I laugh—not a laugh, exactly, more like a nasty neigh. No, no it hasn’t. Nothing has been easy for a long, long time. Even last night, my first attempt at fun since we moved, ended with a sociopathic blonde calling me a skank.
“I guess I deserve that,” my dad says.
“So what now? Are we leaving?”
“What? No. Why would you say that?” he asks, and his surprise seems genuine. Did he not realize the entire city of Los Angeles heard his fight with Rachel? That the other night he basically admitted that this whole thing has been a huge mistake? Doesn’t he know that I’ve spent the entire week psychologically readying myself for another departure?
“Your fight with her.”
“It was just an argument, Jess. Not the end of the world.”
“But she said—”
“I sometimes forget that you’re just a teenager. But I remember that—how everything feels bigger or, I don’t know, somehow just more when you’re your age.”

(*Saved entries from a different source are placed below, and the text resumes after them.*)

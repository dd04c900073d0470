use candle_core::Tensor;

use super::traits::Prior;
use crate::error::{BbpError, Result};

/// Fixed scale mixture prior
///
/// p(w) = π N(w; 0, σ₁²) + (1 - π) N(w; 0, σ₂²)
///
/// The hyperparameters are validated once and never change afterwards.
#[derive(Clone, Copy, Debug, PartialEq)]
pub struct MixturePrior {
    sigma_1: f64,
    sigma_2: f64,
    pi: f64,
}

impl Default for MixturePrior {
    fn default() -> Self {
        Self {
            sigma_1: 0.1,
            sigma_2: 0.4,
            pi: 1.0,
        }
    }
}

impl MixturePrior {
    /// Create a mixture prior.
    ///
    /// # Arguments
    /// * `sigma_1` - scale of the first component, > 0
    /// * `sigma_2` - scale of the second component, > 0
    /// * `pi` - weight of the first component, in [0, 1]
    pub fn new(sigma_1: f64, sigma_2: f64, pi: f64) -> Result<Self> {
        if !(sigma_1.is_finite() && sigma_1 > 0.) {
            return Err(BbpError::InvalidPriorParameters(format!(
                "sigma_1 must be positive, got {}",
                sigma_1
            )));
        }
        if !(sigma_2.is_finite() && sigma_2 > 0.) {
            return Err(BbpError::InvalidPriorParameters(format!(
                "sigma_2 must be positive, got {}",
                sigma_2
            )));
        }
        if !(0. ..=1.).contains(&pi) {
            return Err(BbpError::InvalidPriorParameters(format!(
                "pi must lie in [0, 1], got {}",
                pi
            )));
        }
        Ok(Self {
            sigma_1,
            sigma_2,
            pi,
        })
    }

    pub fn sigma_1(&self) -> f64 {
        self.sigma_1
    }

    pub fn sigma_2(&self) -> f64 {
        self.sigma_2
    }

    pub fn pi(&self) -> f64 {
        self.pi
    }
}

/// Elementwise log N(w; 0, σ²) = -0.5 * [w²/σ² + 2 ln σ + ln 2π]
fn log_normal_zero_mean(w: &Tensor, sigma: f64) -> candle_core::Result<Tensor> {
    let ln_2pi = (2.0 * std::f64::consts::PI).ln();
    let const_term = 2.0 * sigma.ln() + ln_2pi;
    (w.sqr()? / sigma.powi(2))?.affine(-0.5, -0.5 * const_term)
}

impl Prior for MixturePrior {
    fn log_prob(&self, w: &Tensor) -> candle_core::Result<Tensor> {
        if self.pi >= 1. {
            return log_normal_zero_mean(w, self.sigma_1)?.sum_all();
        }
        if self.pi <= 0. {
            return log_normal_zero_mean(w, self.sigma_2)?.sum_all();
        }

        // log-sum-exp over the two weighted components
        let a = (log_normal_zero_mean(w, self.sigma_1)? + self.pi.ln())?;
        let b = (log_normal_zero_mean(w, self.sigma_2)? + (1. - self.pi).ln())?;
        let m = a.maximum(&b)?;
        let lse = (a.sub(&m)?.exp()? + b.sub(&m)?.exp()?)?.log()?;
        (m + lse)?.sum_all()
    }
}
use candle_core::Tensor;
use candle_nn::{Activation, Module, VarBuilder};

use super::bayes_linear::{bayesian_linear, BayesianLinear};
use super::mixture_prior::MixturePrior;
use super::traits::BayesModuleT;
use super::variational_param::PosteriorInit;
use crate::candle_sampler::Sampler;
use crate::error::Result;

/// A stack of alternating Bayesian linear and activation layers
pub struct StackBayesLayers {
    module_layers: Vec<BayesianLinear>,
    activation_layers: Vec<Option<Activation>>,
}

impl StackBayesLayers {
    pub fn new() -> Self {
        Self {
            module_layers: Vec::new(),
            activation_layers: Vec::new(),
        }
    }

    /// Appends a layer after all the current layers.
    pub fn push_with_act(&mut self, layer: BayesianLinear, activation: Activation) {
        self.module_layers.push(layer);
        self.activation_layers.push(Some(activation));
    }

    pub fn push(&mut self, layer: BayesianLinear) {
        self.module_layers.push(layer);
        self.activation_layers.push(None);
    }

    pub fn len(&self) -> usize {
        self.module_layers.len()
    }

    pub fn is_empty(&self) -> bool {
        self.module_layers.is_empty()
    }

    /// Forward through every layer; returns `(output, summed kl)`
    pub fn forward(&self, input: &Tensor, sampler: &mut Sampler) -> Result<(Tensor, Tensor)> {
        let mut x = input.clone();
        let mut kl_tot: Option<Tensor> = None;
        for (module, activation) in self.module_layers.iter().zip(self.activation_layers.iter()) {
            let (y, kl) = module.forward(&x, sampler)?;
            x = match activation {
                Some(activation) => activation.forward(&y)?,
                None => y,
            };
            kl_tot = Some(match kl_tot {
                Some(acc) => (acc + kl)?,
                None => kl,
            });
        }
        let kl_tot = match kl_tot {
            Some(kl) => kl,
            None => Tensor::zeros((), input.dtype(), input.device())?,
        };
        Ok((x, kl_tot))
    }
}

impl Default for StackBayesLayers {
    fn default() -> Self {
        Self::new()
    }
}

impl BayesModuleT for StackBayesLayers {
    fn bayes_layers(&self) -> Vec<&BayesianLinear> {
        self.module_layers.iter().collect()
    }
}

/// MLP readout after the graph-level representation:
/// `num_hidden` Bayesian `in -> in` layers with ReLU, then `in -> out`
pub struct MlpReadout {
    stack: StackBayesLayers,
}

impl MlpReadout {
    /// Variables live under `{prefix}.fc.{l}`
    pub fn new(
        in_dim: usize,
        out_dim: usize,
        num_hidden: usize,
        bias: bool,
        prior: MixturePrior,
        init: PosteriorInit,
        vb: VarBuilder,
    ) -> Result<Self> {
        let mut stack = StackBayesLayers::new();
        for l in 0..num_hidden {
            let fc = bayesian_linear(in_dim, in_dim, bias, prior, init, vb.pp(format!("fc.{}", l)))?;
            stack.push_with_act(fc, Activation::Relu);
        }
        let last = bayesian_linear(
            in_dim,
            out_dim,
            bias,
            prior,
            init,
            vb.pp(format!("fc.{}", num_hidden)),
        )?;
        stack.push(last);
        Ok(Self { stack })
    }

    pub fn num_layers(&self) -> usize {
        self.stack.len()
    }

    pub fn forward(&self, x: &Tensor, sampler: &mut Sampler) -> Result<(Tensor, Tensor)> {
        self.stack.forward(x, sampler)
    }
}

impl BayesModuleT for MlpReadout {
    fn bayes_layers(&self) -> Vec<&BayesianLinear> {
        self.stack.bayes_layers()
    }
}
use candle_bbp::Result;
use candle_core::{Tensor, D};

use crate::config::ReadoutMode;
use crate::graph::GraphTopology;

/// Pool node states `(N, dim)` into graph states `(B, dim)`
pub fn graph_readout(h: &Tensor, topology: &GraphTopology, mode: ReadoutMode) -> Result<Tensor> {
    match mode {
        ReadoutMode::Sum => sum_pool(h, topology),
        ReadoutMode::Mean => mean_pool(h, topology),
        ReadoutMode::Max => max_pool(h, topology),
    }
}

fn sum_pool(h: &Tensor, topology: &GraphTopology) -> Result<Tensor> {
    let dim = h.dim(D::Minus1)?;
    let zeros = Tensor::zeros((topology.num_graphs(), dim), h.dtype(), h.device())?;
    Ok(zeros.index_add(topology.graph_index(), h, 0)?)
}

/// an empty graph pools to zero
fn mean_pool(h: &Tensor, topology: &GraphTopology) -> Result<Tensor> {
    let counts: Vec<f32> = topology
        .node_counts()
        .iter()
        .map(|&n| n.max(1) as f32)
        .collect();
    let counts = Tensor::from_vec(counts, (topology.num_graphs(), 1), h.device())?
        .to_dtype(h.dtype())?;
    Ok(sum_pool(h, topology)?.broadcast_div(&counts)?)
}

/// Gather nodes into a `(B, max_n, dim)` block padded with -inf and reduce
/// once over the node axis. An empty graph points its first slot at a zero
/// row, so it pools to zero.
fn max_pool(h: &Tensor, topology: &GraphTopology) -> Result<Tensor> {
    let (num_nodes, dim) = h.dims2()?;
    let num_graphs = topology.num_graphs();
    let max_n = topology.node_counts().iter().copied().max().unwrap_or(0).max(1);

    let pad_row = num_nodes as u32;
    let zero_row = pad_row + 1;
    let mut index = Vec::with_capacity(num_graphs * max_n);
    let mut offset = 0;
    for &n in topology.node_counts() {
        for k in 0..max_n {
            index.push(match (n, k) {
                (0, 0) => zero_row,
                _ if k < n => (offset + k) as u32,
                _ => pad_row,
            });
        }
        offset += n;
    }
    let index = Tensor::from_vec(index, num_graphs * max_n, h.device())?;

    let pad = Tensor::full(f32::NEG_INFINITY, (1, dim), h.device())?.to_dtype(h.dtype())?;
    let zero = Tensor::zeros((1, dim), h.dtype(), h.device())?;
    let padded = Tensor::cat(&[h, &pad, &zero], 0)?;

    Ok(padded
        .index_select(&index, 0)?
        .reshape((num_graphs, max_n, dim))?
        .max(1)?)
}

#[cfg(test)]
mod tests {
    use super::*;
    use candle_core::Device;

    /// graphs of 2 and 1 nodes
    fn setup() -> Result<(Tensor, GraphTopology)> {
        let h = Tensor::new(&[[1f32, -1.], [3., 5.], [2., 2.]], &Device::Cpu)?;
        let topology = GraphTopology::new(vec![0, 1], vec![1, 0], vec![2, 1], vec![2, 0], &Device::Cpu)?;
        Ok((h, topology))
    }

    #[test]
    fn test_readouts() -> Result<()> {
        let (h, topology) = setup()?;

        let sum = graph_readout(&h, &topology, ReadoutMode::Sum)?.to_vec2::<f32>()?;
        assert_eq!(sum, vec![vec![4., 4.], vec![2., 2.]]);

        let mean = graph_readout(&h, &topology, ReadoutMode::Mean)?.to_vec2::<f32>()?;
        assert_eq!(mean, vec![vec![2., 2.], vec![2., 2.]]);

        let max = graph_readout(&h, &topology, ReadoutMode::Max)?.to_vec2::<f32>()?;
        assert_eq!(max, vec![vec![3., 5.], vec![2., 2.]]);
        Ok(())
    }

    #[test]
    fn test_unknown_readout_pools_as_sum() -> Result<()> {
        let (h, topology) = setup()?;
        let mode = ReadoutMode::parse("set2set");
        let pooled = graph_readout(&h, &topology, mode)?.to_vec2::<f32>()?;
        assert_eq!(pooled, vec![vec![4., 4.], vec![2., 2.]]);
        Ok(())
    }

    #[test]
    fn test_empty_graph_pools_to_zero() -> Result<()> {
        let h = Tensor::new(&[[1f32, 2.]], &Device::Cpu)?;
        let topology = GraphTopology::new(vec![], vec![], vec![0, 1], vec![0, 0], &Device::Cpu)?;
        for mode in [ReadoutMode::Sum, ReadoutMode::Mean, ReadoutMode::Max] {
            let pooled = graph_readout(&h, &topology, mode)?.to_vec2::<f32>()?;
            assert_eq!(pooled, vec![vec![0., 0.], vec![1., 2.]]);
        }
        Ok(())
    }

    #[test]
    fn test_max_pool_over_uneven_graphs() -> Result<()> {
        let h = Tensor::new(
            &[[-5f32, -1.], [-2., -7.], [-3., -3.], [4., 0.], [1., 9.], [-1., -1.]],
            &Device::Cpu,
        )?;
        // sizes 3, 0, 1, 2; negative states must not be lifted to zero by padding
        let topology = GraphTopology::new(vec![], vec![], vec![3, 0, 1, 2], vec![0; 4], &Device::Cpu)?;
        let max = graph_readout(&h, &topology, ReadoutMode::Max)?.to_vec2::<f32>()?;
        assert_eq!(
            max,
            vec![vec![-2., -1.], vec![0., 0.], vec![4., 0.], vec![1., 9.]]
        );
        Ok(())
    }
}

“Don’t you of all people dare be condescending,” I say. There’s a sharpness to my tone, and of course, I’m a hypocrite, accusing him of talking down to me while acting like a stereotypical teenager. All snark and pouts.
But screw him.
Seriously.
Screw. Him.
My dad sighs, as if I am impossible, as if I’m the one who doesn’t make sense.
“She said ‘leave and don’t come back.’ I heard her.”
“Stop saying ‘she’ and ‘her.’ Rachel. Her name is Rachel. And people say stupid things when they’re angry.”
“And people do stupid things when they’re grieving, like get married and move across the country and not give a shit about their kid.”
“Don’t.”
“Don’t what?” I’m yelling now. I don’t know when my control slipped. Because here it is. The anger delivered, whole and solid. Hot and unwieldy. Placental.
“Do you want to leave? Is that what you’re saying?” he asks.
I think of SN, of Dri and Agnes, of Ethan with his electric-blue guitar and his dismissive “hey.” No, I don’t want to leave, but I don’t want to feel like this either. Like an interloper in someone else’s home. If I do throw up today, which is more likely than not at this point, I don’t want to have to worry about soiling Rachel’s bathroom. I don’t want to feel in constant danger of eviction.
No, none of that is important. What do I really want? I want to punch my dad in the face—connect fist to nose, crush, crunch, make him bleed. Kick him hard and watch him bend over and squeal and scream the words “I’m sorry.”
This feeling is new. This anger. I’ve always found a way around the pain, have never burrowed straight through like this.
My dad doesn’t look delicate right now, not like the other night, not like most of the last few years. Why have I been the one wearing kid gloves all this time?
“I’m not saying anything. Forget it, Dad. What did you want to talk about?” My fingers are pulled into actual fists. I can trust myself not to throw an actual punch, right?
“I just wanted to see how you’re doing. How school is. Just checking in. I know I’ve been busy. And the other night, I didn’t even ask about your day. I felt bad about that.”
“Busy? I can count the number of conversations we’ve had since we’ve moved.” The rage stays clean and pure and red, like last night’s drinks. Does he have any idea what my life has been like? Funny that he checks in only when I’ve finally started to find my footing.
Too little, too late.
“I just. Wow. I didn’t know—”
“Know what, Dad? That moving here has been hard for me? Are you serious right now?”
“Let’s—”
“Let’s what? Talk about this later? Sure, great idea.” I push away the plate, resist the urge to throw it in my father’s face, and storm out of the room.
“Trouble in paradise?” Theo asks, because of course he is coming down the stairs as I’m marching up, two at a time. I’m shaking with anger, vibrating with the pulse of it. My mouth tastes bitter, full of bile. I imagine switching targets, connecting my fist to Theo’s jaw. Ruining his pretty, pretty face.